Actuellement, nous sommes en lien avec les DRAC (Directions Régionales des Affaires Culturelles) qui servent d’interlocuteurs et de relais. Ils collectent les données dans les établissements afin de pouvoir faire remonter en centrale, à la DGCA, l’état des besoins locaux et demander les fonds nécessaires au soutien des structures en fonction de leurs besoins. Il y a toujours des effets d’annonce et de la communication institutionnelle dans ce genre de circonstances. Mais, il y a aussi la conscience que le secteur culturel, bien que plus modeste que d’autres secteurs professionnels, a été très durement touché par la crise et a besoin de soutien afin de ne pas disparaître. Tout l’enjeu aujourd’hui est de bien distribuer les fonds attribués selon des critères équitables, d’où l’actuelle remontée d’informations. Nous en sommes à cette étape du processus.
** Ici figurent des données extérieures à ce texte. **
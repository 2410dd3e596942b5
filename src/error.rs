// SPDX-License-Identifier: AGPL-3.0-or-later
// Copyright (C) 2012-2025 Andrei Maltsev

use thiserror::Error;

/// Error kinds reported by the public surface of the client.
///
/// A pending request's callback always receives either a valid
/// [`crate::reader::Reader`] together with [`RaidError::Success`], or no
/// reader together with a non-success variant — mirroring the C
/// `raid_response_callback_t` contract.
#[derive(Debug, Default, Clone, Copy, PartialEq, Eq, Error)]
pub enum RaidError {
    #[error("success")]
    #[default]
    Success,
    #[error("invalid argument")]
    InvalidArgument,
    #[error("invalid address")]
    InvalidAddress,
    #[error("socket error")]
    SocketError,
    #[error("connect error")]
    ConnectError,
    #[error("recv timeout")]
    RecvTimeout,
    #[error("already connected")]
    AlreadyConnected,
    #[error("not connected")]
    NotConnected,
    #[error("shutdown error")]
    ShutdownError,
    #[error("close error")]
    CloseError,
    #[error("canceled")]
    Canceled,
    #[error("unknown error")]
    Unknown,
}

impl RaidError {
    /// Whether this code represents a successful outcome.
    #[inline]
    pub fn is_success(self) -> bool {
        matches!(self, RaidError::Success)
    }

    /// Classify a plain I/O error the way `raid_socket.c` classifies `errno`
    /// after a `recv`/`send` call: would-block becomes a timeout, a reset or
    /// closed peer becomes `NotConnected`, anything else is `Unknown`.
    pub fn from_recv_io_error(err: &std::io::Error) -> Self {
        use std::io::ErrorKind as K;
        match err.kind() {
            K::WouldBlock | K::TimedOut => RaidError::RecvTimeout,
            K::ConnectionReset | K::ConnectionAborted | K::BrokenPipe | K::UnexpectedEof => {
                RaidError::NotConnected
            },
            _ => RaidError::Unknown,
        }
    }

    pub fn from_send_io_error(err: &std::io::Error) -> Self {
        use std::io::ErrorKind as K;
        match err.kind() {
            K::ConnectionReset | K::ConnectionAborted | K::BrokenPipe | K::UnexpectedEof => {
                RaidError::NotConnected
            },
            _ => RaidError::SocketError,
        }
    }
}

pub type Result<T> = std::result::Result<T, RaidError>;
Comme l’a décrit notre interlocutrice, le monde du spectacle vivant a profondément souffert de la crise du Coronavirus et peine à s’en remettre. La route vers la réouverture s’est faite à tâtons mais semblait en bonne voie. Seulement, alors que certaines grandes villes de France entrent en alerte maximale et voient leurs salles, pas encore rouvertes, se refermer, on peut comprendre le désarroi et l’inquiétude qui planent au dessus des professionnels du monde du spectacle vivant face à cet énorme point d’interrogation qu’est aujourd’hui leur avenir proche. 

Propos recueillis par Valentine L. Delétoille @Valenttined

Cette interview a été réalisée avant le second confinement.


Un grand merci à Madame Blandine Dujardin pour le temps qu’elle nous a accordé.